DATA UNDER STUDY -

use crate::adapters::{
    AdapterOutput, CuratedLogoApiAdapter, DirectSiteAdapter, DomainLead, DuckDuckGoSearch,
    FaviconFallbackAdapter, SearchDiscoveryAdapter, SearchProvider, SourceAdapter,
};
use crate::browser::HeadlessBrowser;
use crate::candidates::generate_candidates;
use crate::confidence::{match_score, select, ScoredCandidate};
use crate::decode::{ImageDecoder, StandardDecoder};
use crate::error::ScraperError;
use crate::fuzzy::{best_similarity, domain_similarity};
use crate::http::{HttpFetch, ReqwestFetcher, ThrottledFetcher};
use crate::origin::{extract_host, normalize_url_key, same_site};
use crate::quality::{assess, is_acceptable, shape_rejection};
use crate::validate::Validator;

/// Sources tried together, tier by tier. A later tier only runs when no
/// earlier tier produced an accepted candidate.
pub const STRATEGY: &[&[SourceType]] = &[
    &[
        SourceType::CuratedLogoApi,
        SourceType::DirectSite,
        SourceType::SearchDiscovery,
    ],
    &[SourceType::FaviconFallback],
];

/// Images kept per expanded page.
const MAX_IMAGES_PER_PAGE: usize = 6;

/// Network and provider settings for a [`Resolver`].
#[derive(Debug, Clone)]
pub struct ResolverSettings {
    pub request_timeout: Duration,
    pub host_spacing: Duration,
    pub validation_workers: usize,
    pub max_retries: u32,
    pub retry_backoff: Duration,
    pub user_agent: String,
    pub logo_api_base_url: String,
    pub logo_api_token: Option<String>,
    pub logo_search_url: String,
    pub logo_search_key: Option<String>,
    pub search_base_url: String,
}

REQUIRED ACTION -
Make a faithful copy of every record above.

EXPECTED OUTPUT -
use crate::adapters::{
    AdapterOutput, CuratedLogoApiAdapter, DirectSiteAdapter, DomainLead, DuckDuckGoSearch,
    FaviconFallbackAdapter, SearchDiscoveryAdapter, SearchProvider, SourceAdapter,
};
use crate::browser::HeadlessBrowser;
use crate::candidates::generate_candidates;
use crate::confidence::{match_score, select, ScoredCandidate};
use crate::decode::{ImageDecoder, StandardDecoder};
use crate::error::ScraperError;
use crate::fuzzy::{best_similarity, domain_similarity};
use crate::http::{HttpFetch, ReqwestFetcher, ThrottledFetcher};
use crate::origin::{extract_host, normalize_url_key, same_site};
use crate::quality::{assess, is_acceptable, shape_rejection};
use crate::validate::Validator;

/// Sources tried together, tier by tier. A later tier only runs when no
/// earlier tier produced an accepted candidate.
pub const STRATEGY: &[&[SourceType]] = &[
    &[
        SourceType::CuratedLogoApi,
        SourceType::DirectSite,
        SourceType::SearchDiscovery,
    ],
    &[SourceType::FaviconFallback],
];

/// Images kept per expanded page.
const MAX_IMAGES_PER_PAGE: usize = 6;

/// Network and provider settings for a [`Resolver`].
#[derive(Debug, Clone)]
pub struct ResolverSettings {
    pub request_timeout: Duration,
    pub host_spacing: Duration,
    pub validation_workers: usize,
    pub max_retries: u32,
    pub retry_backoff: Duration,
    pub user_agent: String,
    pub logo_api_base_url: String,
    pub logo_api_token: Option<String>,
    pub logo_search_url: String,
    pub logo_search_key: Option<String>,
    pub search_base_url: String,
}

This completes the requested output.